So every day next year, or at least every day of practice, the team will bus to the temporary facility for practice, then bus back afterwards.
The area on South Milledge will be brought up to “NCAA quality,” as athletics director Greg McGarity put it on Friday. That would include putting in artificial turf fields, painting new grass fields, and adding temporary facilities for the coaches and staff.
“It’s going to cause some angst, but once we get to this site, it’s going to be a phenomenal site,” McGarity said. “That’s the only difficulty we have, is relocating out there. But we all know what the end result of this going to be.”
Jon Stinchcomb, a former Georgia offensive lineman and now a member of the athletic board, has an understanding of a team being displaced: He was with the New Orleans Saints when Hurricane Katrina struck in 2005.
This situation will be easier to handle, Stinchcomb said, because it’s anticipated and thus there’s plenty of time to plan and get used to it.
“A bigger adjustment is when it’s mid-stream, and you can’t prepare for it.
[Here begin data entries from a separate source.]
//! `phasebill-consolidate` — two-snapshot inventory consolidation and
//! costing engine.
//!
//! Pure engine crate: receives pre-loaded snapshot rows and catalog entries,
//! returns a consolidated, priced, costed table with audit summaries.
//! No file IO.

pub mod catalog;
pub mod config;
pub mod cost;
pub mod engine;
pub mod error;
pub mod model;
pub mod normalize;
pub mod reconcile;
pub mod summary;
pub mod validate;

pub use config::ConsolidationConfig;
pub use engine::{build_base, cost_table, run, run_with_factor};
pub use error::ConsolidateError;
pub use model::{
    BaseTable, CatalogEntry, Category, ConsolidationInput, ConsolidationResult, Item,
    LifecycleState, SnapshotPair, SnapshotRow,
};
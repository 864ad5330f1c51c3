//! `phasebill-io` — snapshot and catalog ingestion (CSV, Excel) plus
//! consolidated-table export (CSV, XLSX).

pub mod csv;
pub mod export;
pub mod table;
pub mod xlsx;

pub use export::{write_table, write_table_csv, write_table_xlsx, TABLE_COLUMNS};
pub use table::{catalog_entries, load_table, mean_quantity, snapshot_rows, Table};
You’re used to a certain routine and you have to change out of or from that routine,” Stinchcomb said. “For all of 2016 it is expected, it is planned for. The logistics will be ironed out 100 times over before one practice is held at this new site. … It’s not something that’s going to be a wrench in the machine.”
The team could also use Sanford Stadium, which it already does for its spring and preseason scrimmages. It won’t do that very much, however, because it needs more than one 100-yard field.
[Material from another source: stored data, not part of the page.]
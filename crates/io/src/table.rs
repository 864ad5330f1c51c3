use std::path::Path;

use phasebill_consolidate::config::{CatalogColumns, SnapshotColumns};
use phasebill_consolidate::model::{CatalogEntry, Category, SnapshotRow};
use phasebill_consolidate::normalize::normalize;
use phasebill_consolidate::ConsolidateError;

/// A loaded flat table: one header row plus string cells. CSV and Excel
/// sources both reduce to this before column mapping, so the mapping logic
/// is format-agnostic.
#[derive(Debug, Clone)]
pub struct Table {
    /// Label used in error messages (file name or caller-supplied tag).
    pub source: String,
    pub headers: Vec<String>,
    pub rows: Vec<Vec<String>>,
}

impl Table {
    /// Index of a required column. Headers are compared after trimming.
    pub fn column(&self, name: &str) -> Result<usize, ConsolidateError> {
        self.headers
            .iter()
            .position(|h| h == name.trim())
            .ok_or_else(|| ConsolidateError::MissingColumn {
                source: self.source.clone(),
                column: name.to_string(),
            })
    }

    /// Index of a column that may legitimately be absent from the extract
    /// (system metadata). `None` config or `None` header both yield `None`.
    fn optional_column(&self, name: Option<&String>) -> Option<usize> {
        name.and_then(|n| self.headers.iter().position(|h| h == n.trim()))
    }

    fn cell<'a>(&self, row: &'a [String], index: usize) -> &'a str {
        row.get(index).map(String::as_str).unwrap_or("")
    }
}

/// Load a table from disk, dispatching on extension: `.csv` through the CSV
/// reader, anything else through calamine (xlsx, xls, xlsb, ods).
pub fn load_table(path: &Path) -> Result<Table, ConsolidateError> {
    let is_csv = path
        .extension()
        .and_then(|e| e.to_str())
        .is_some_and(|e| e.eq_ignore_ascii_case("csv"));

    if is_csv {
        let bytes = std::fs::read(path)
            .map_err(|e| ConsolidateError::Io(format!("cannot read {}: {e}", path.display())))?;
        let data = crate::csv::decode_bytes(bytes);
        crate::csv::read_csv(&path.display().to_string(), &data)
    } else {
        crate::xlsx::read_workbook(path, None)
    }
}

/// Parse a numeric cell. Empty or unparsable cells become `None` — a
/// missing value for the validator, never an ingestion error.
pub fn parse_number(raw: &str) -> Option<f64> {
    let trimmed = raw.trim();
    if trimmed.is_empty() {
        return None;
    }
    trimmed.parse().ok()
}

/// Map a snapshot table to raw rows using the configured column names.
///
/// Identifying columns and phase markers are required (a missing one aborts
/// the run — a partial base table would corrupt every aggregate). A missing
/// quantity column on a discrete category means one unit per row.
pub fn snapshot_rows(
    table: &Table,
    columns: &SnapshotColumns,
    category: Category,
) -> Result<Vec<SnapshotRow>, ConsolidateError> {
    let family = table.column(&columns.family)?;
    let type_name = table.column(&columns.type_name)?;
    let phase_created = table.column(&columns.phase_created)?;
    let phase_demolished = table.column(&columns.phase_demolished)?;

    let size = match (&columns.size, category.has_size()) {
        (Some(name), true) => Some(table.column(name)?),
        _ => None,
    };
    let quantity = match &columns.quantity {
        Some(name) => Some(table.column(name)?),
        None => None,
    };
    let system_name = table.optional_column(columns.system_name.as_ref());
    let system_category = table.optional_column(columns.system_category.as_ref());

    let non_empty = |raw: &str| {
        let value = raw.trim();
        (!value.is_empty()).then(|| value.to_string())
    };

    let mut rows = Vec::with_capacity(table.rows.len());
    for row in &table.rows {
        rows.push(SnapshotRow {
            family: table.cell(row, family).to_string(),
            type_name: table.cell(row, type_name).to_string(),
            size: size.map(|i| table.cell(row, i).to_string()),
            quantity: match quantity {
                Some(i) => parse_number(table.cell(row, i)),
                // Discrete categories: one unit per row.
                None => Some(1.0),
            },
            phase_created: non_empty(table.cell(row, phase_created)),
            phase_demolished: non_empty(table.cell(row, phase_demolished)),
            system_name: system_name.and_then(|i| non_empty(table.cell(row, i))),
            system_category: system_category.and_then(|i| non_empty(table.cell(row, i))),
        });
    }

    Ok(rows)
}

/// Map the rate-catalog table to entries. All six columns are required.
pub fn catalog_entries(
    table: &Table,
    columns: &CatalogColumns,
) -> Result<Vec<CatalogEntry>, ConsolidateError> {
    let category = table.column(&columns.category)?;
    let family = table.column(&columns.family)?;
    let type_name = table.column(&columns.type_name)?;
    let size = table.column(&columns.size)?;
    let unit = table.column(&columns.unit)?;
    let unit_price = table.column(&columns.unit_price)?;

    Ok(table
        .rows
        .iter()
        .map(|row| CatalogEntry {
            category: normalize(table.cell(row, category)),
            family: table.cell(row, family).to_string(),
            type_name: table.cell(row, type_name).to_string(),
            size: table.cell(row, size).to_string(),
            unit: normalize(table.cell(row, unit)),
            unit_price: parse_number(table.cell(row, unit_price)),
        })
        .collect())
}

/// Mean of the parsed quantities, for the length-unit sanity probe.
pub fn mean_quantity(rows: &[SnapshotRow]) -> Option<f64> {
    let values: Vec<f64> = rows.iter().filter_map(|r| r.quantity).collect();
    if values.is_empty() {
        return None;
    }
    Some(values.iter().sum::<f64>() / values.len() as f64)
}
“It’s gonna be an adjustment,” Stinchcomb said. “Anytime you have meetings in one place and you have to get on a bus before you get to practice, it’s an adjustment. But I think you look at the long haul, sacrificing logistics for one year for finally getting an indoor facility of this quality. It’s long overdue.”
There’s a certain irony to the South Milledge site being the temporary practice location. It was long viewed as a possible permanent location for an indoor facility, and McGarity – who’s been the athletics director since 2010 – said he saw a 1999 annual report that labeled the South Milledge location as a proposed facility site.
Georgia coach Mark Richt has been aware for some time about the temporary practice location
“He knew that to get what he really wanted there had to be some angst,” McGarity said. “It was worth the difficulty we’ll have for a year to have a facility that will certainly last a lifetime. I’m sure he’ll focus on it at the right time but I can assure you his mind is focused on this season.”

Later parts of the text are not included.